Something of that feeling informs this issue: a theme of working in, with and for Nature. In their own, distinct ways, our writers reflect on the importance of the natural world, on our differing approaches to it, and on the imperative of finding new ways to solve the problems that face us collectively.

For James Thornton, his spiritual training in Zen Buddhism, together with his background as a lawyer, combined to inspire him to dedicate his professional life to environmental law. For Tony Juniper, a passion for conservation and a lengthy career as an environmental campaigner have led him to believe that we can best defend the natural world if we appreciate how central it is to our own survival.

But it is not only in our relations with the natural world that we must make connections. It is in how we relate to one another. So in this issue, Guy Singh-Watson, one of Britain’s most successful organic farmers, explains why he is turning his business into a cooperative, and Darren McGarvey reports on the emergence of new forms of community activism in inner-city Glasgow.

As always, there is an artistic dimension to these new departures, these new connections. Justine Reilly talks about the work of Leah Barclay, bringing the sounds of the natural world to new audiences. The musician Alexander Chapman Campbell tells how a pilgrimage walking across the Norwegian countryside informed his latest compositions. And we look at the way the artist Garry Fabian Miller has married techniques of camera-less photography and textile design to evoke a deep relationship with the natural world.

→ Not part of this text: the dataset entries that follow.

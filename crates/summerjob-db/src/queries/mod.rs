//! Query functions, one module per table group.
//!
//! Catalogue queries (events, workers, cars, proposed jobs) take a
//! `&PgPool`. Queries over the tables the engine mutates take a
//! `&mut PgConnection` so they compose inside a transaction
//! (`&mut *tx`) as well as on a pooled connection.

pub mod active_jobs;
pub mod adoration;
pub mod cars;
pub mod events;
pub mod plans;
pub mod proposed_jobs;
pub mod rides;
pub mod workers;

/// Whether a query error is a PostgreSQL unique-constraint violation.
///
/// Works through `anyhow` context layers added by the query functions.
pub fn is_unique_violation(err: &anyhow::Error) -> bool {
    err.chain().any(|cause| {
        matches!(
            cause.downcast_ref::<sqlx::Error>(),
            Some(sqlx::Error::Database(db)) if db.is_unique_violation()
        )
    })
}
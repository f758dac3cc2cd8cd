//! Planning engine for summer job days.
//!
//! Keeps worker, job and ride assignments of a plan consistent, runs the
//! adoration slot schedule, and projects both into each worker's day view.

pub mod adoration;
pub mod assignment;
pub mod context;
pub mod error;
pub mod events;
pub mod my_plan;
pub mod planned;
pub mod plans;
pub mod resync;
pub mod rides;

pub use context::{ActiveEventCache, EventContext};
pub use error::{EngineError, EngineResult, Entity};
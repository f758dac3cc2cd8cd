//! Entry point for batches produced by an automatic planner.
//!
//! A batch goes through the same scheduling, membership and ride logic as a
//! manual edit, inside one transaction.

use anyhow::Context;
use serde::{Deserialize, Serialize};
use sqlx::PgPool;
use tracing::info;
use uuid::Uuid;

use summerjob_db::models::ActiveJob;
use summerjob_db::queries::{active_jobs, plans};

use crate::assignment::{self, ActiveJobDescriptions, NewActiveJob};
use crate::error::{EngineError, EngineResult, Entity};
use crate::rides;

/// A job the planner wants scheduled, fully staffed.
#[derive(Debug, Clone, Serialize, Deserialize)]
pub struct PlannedJob {
    pub proposed_job_id: Uuid,
    #[serde(default)]
    pub public_description: Option<String>,
    #[serde(default)]
    pub private_description: Option<String>,
    #[serde(default)]
    pub worker_ids: Vec<Uuid>,
    #[serde(default)]
    pub rides: Vec<PlannedRide>,
    #[serde(default)]
    pub responsible_worker_id: Option<Uuid>,
}

#[derive(Debug, Clone, Serialize, Deserialize)]
pub struct PlannedRide {
    pub driver_id: Uuid,
    pub car_id: Uuid,
    #[serde(default)]
    pub passenger_ids: Vec<Uuid>,
}

/// Parse a JSON array of [`PlannedJob`].
pub fn parse_planned_jobs(json: &str) -> EngineResult<Vec<PlannedJob>> {
    serde_json::from_str(json)
        .map_err(|e| EngineError::InvalidInput(format!("malformed planned jobs: {e}")))
}

/// Schedule, staff and wire up every planned job, all or nothing.
pub async fn apply_planned_jobs(
    pool: &PgPool,
    plan_id: Uuid,
    planned: &[PlannedJob],
) -> EngineResult<Vec<ActiveJob>> {
    let mut tx = pool.begin().await.context("failed to begin transaction")?;

    let plan = plans::lock_plan(&mut *tx, plan_id)
        .await?
        .ok_or_else(|| EngineError::not_found(Entity::Plan, plan_id))?;

    let requests: Vec<NewActiveJob> = planned
        .iter()
        .map(|p| NewActiveJob {
            proposed_job_id: p.proposed_job_id,
            descriptions: ActiveJobDescriptions {
                public_description: p.public_description.clone(),
                private_description: p.private_description.clone(),
            },
        })
        .collect();
    let created = assignment::schedule_jobs(&mut *tx, &plan, &requests).await?;

    let mut ride_count = 0;
    for (job, plan_entry) in created.iter().zip(planned) {
        assignment::apply_membership(&mut *tx, job, &plan_entry.worker_ids).await?;
        for ride in &plan_entry.rides {
            rides::insert_ride(&mut *tx, job, ride.driver_id, ride.car_id, &ride.passenger_ids)
                .await?;
            ride_count += 1;
        }
        if plan_entry.responsible_worker_id.is_some() {
            assignment::set_responsible(&mut *tx, job.id, plan_entry.responsible_worker_id).await?;
        }
    }

    let mut applied = Vec::with_capacity(created.len());
    for job in &created {
        let job = active_jobs::get_active_job(&mut *tx, job.id)
            .await?
            .ok_or_else(|| EngineError::not_found(Entity::ActiveJob, job.id))?;
        applied.push(job);
    }

    tx.commit().await.context("failed to commit transaction")?;

    info!(%plan_id, jobs = applied.len(), rides = ride_count, "planned jobs applied");
    Ok(applied)
}

#[cfg(test)]
mod tests {
    use super::*;

    #[test]
    fn minimal_entry_parses_with_defaults() {
        let id = Uuid::new_v4();
        let jobs = parse_planned_jobs(&format!(r#"[{{"proposed_job_id": "{id}"}}]"#)).unwrap();
        assert_eq!(jobs.len(), 1);
        assert_eq!(jobs[0].proposed_job_id, id);
        assert!(jobs[0].worker_ids.is_empty());
        assert!(jobs[0].rides.is_empty());
        assert!(jobs[0].responsible_worker_id.is_none());
    }

    #[test]
    fn full_entry_parses() {
        let (job, driver, car, passenger) = (
            Uuid::new_v4(),
            Uuid::new_v4(),
            Uuid::new_v4(),
            Uuid::new_v4(),
        );
        let json = format!(
            r#"[{{
                "proposed_job_id": "{job}",
                "public_description": "Paint the fence",
                "worker_ids": ["{driver}", "{passenger}"],
                "rides": [{{"driver_id": "{driver}", "car_id": "{car}", "passenger_ids": ["{passenger}"]}}],
                "responsible_worker_id": "{driver}"
            }}]"#
        );
        let jobs = parse_planned_jobs(&json).unwrap();
        assert_eq!(jobs[0].public_description.as_deref(), Some("Paint the fence"));
        assert_eq!(jobs[0].rides[0].passenger_ids, vec![passenger]);
        assert_eq!(jobs[0].responsible_worker_id, Some(driver));
    }

    #[test]
    fn malformed_json_is_invalid_input() {
        let err = parse_planned_jobs("{not json").unwrap_err();
        assert!(matches!(err, EngineError::InvalidInput(_)));
    }
}
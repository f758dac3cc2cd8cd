//! `summerjob my-plan`: a worker's day as text or JSON.

use anyhow::Result;
use sqlx::PgPool;

use summerjob_core::adoration::AdjacencyConfig;
use summerjob_core::my_plan::{self, MyPlan};
use summerjob_core::EventContext;

use crate::resolve::{parse_day, parse_id};

pub async fn run_my_plan(
    pool: &PgPool,
    worker_id: &str,
    day: Option<&str>,
    json: bool,
    adjacency: &AdjacencyConfig,
) -> Result<()> {
    let worker_id = parse_id("worker", worker_id)?;
    let ctx = EventContext::resolve(pool).await?;

    let views = match day {
        Some(day) => vec![my_plan::my_plan_on(pool, &ctx, parse_day(day)?, worker_id, adjacency).await?],
        None => my_plan::my_plans(pool, &ctx, worker_id, adjacency).await?,
    };

    if json {
        println!("{}", serde_json::to_string_pretty(&views)?);
        return Ok(());
    }

    if views.is_empty() {
        println!("No plans in {} yet.", ctx.event.name);
    }
    for view in &views {
        print_day(view);
    }
    Ok(())
}

fn print_day(view: &MyPlan) {
    println!("{}", view.day.format("%A %Y-%m-%d"));

    match &view.job {
        Some(job) => {
            println!("  Job #{}: {}", job.seq_num, job.name);
            if !job.description.is_empty() {
                println!("    {}", job.description);
            }
            println!("    Address:  {}", job.address);
            println!("    Contact:  {}", job.contact);
            if let Some(resp) = &job.responsible_worker_name {
                println!("    Responsible: {resp}");
            }
            println!("    Team:     {}", job.worker_names.join(", "));
            println!(
                "    Food: {}  Shower: {}",
                if job.has_food { "yes" } else { "no" },
                if job.has_shower { "yes" } else { "no" },
            );
            match &job.ride {
                Some(ride) if ride.is_driver => println!("    You drive {}.", ride.car_name),
                Some(ride) => {
                    println!(
                        "    Ride: {} with {} ({})",
                        ride.car_name, ride.driver_name, ride.driver_phone
                    );
                    if !ride.ends_at_my_job {
                        println!("      drops you off via {}", ride.end_job_name);
                    }
                }
                None => println!("    No ride assigned."),
            }
        }
        None => println!("  No job."),
    }

    for a in &view.adorations {
        let with: Vec<String> = a.same_time_workers.iter().map(|w| w.full_name()).collect();
        println!(
            "  Adoration {}-{} at {}{}",
            a.start_time.format("%H:%M"),
            a.end_time.format("%H:%M"),
            a.location,
            if with.is_empty() { String::new() } else { format!(" with {}", with.join(", ")) },
        );
        for w in &a.previous_workers {
            println!("    takes over from {} ({})", w.full_name(), w.phone);
        }
        for w in &a.next_workers {
            println!("    hands over to {} ({})", w.full_name(), w.phone);
        }
    }
}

Vandana Shiva writes on the importance of traditional medicine. Paula Byrne and Jonathan Bate, meanwhile, remind us of the health benefits of human culture – in particular, slow reading. And in a short story, the Scottish writer James Robertson shows the value of moving beyond modern technology to rediscover the virtues of human communication. As we move with the seasons, we hope you enjoy the connections we make.

Greg Neale is the Editor-in-chief of Resurgence & Ecologist.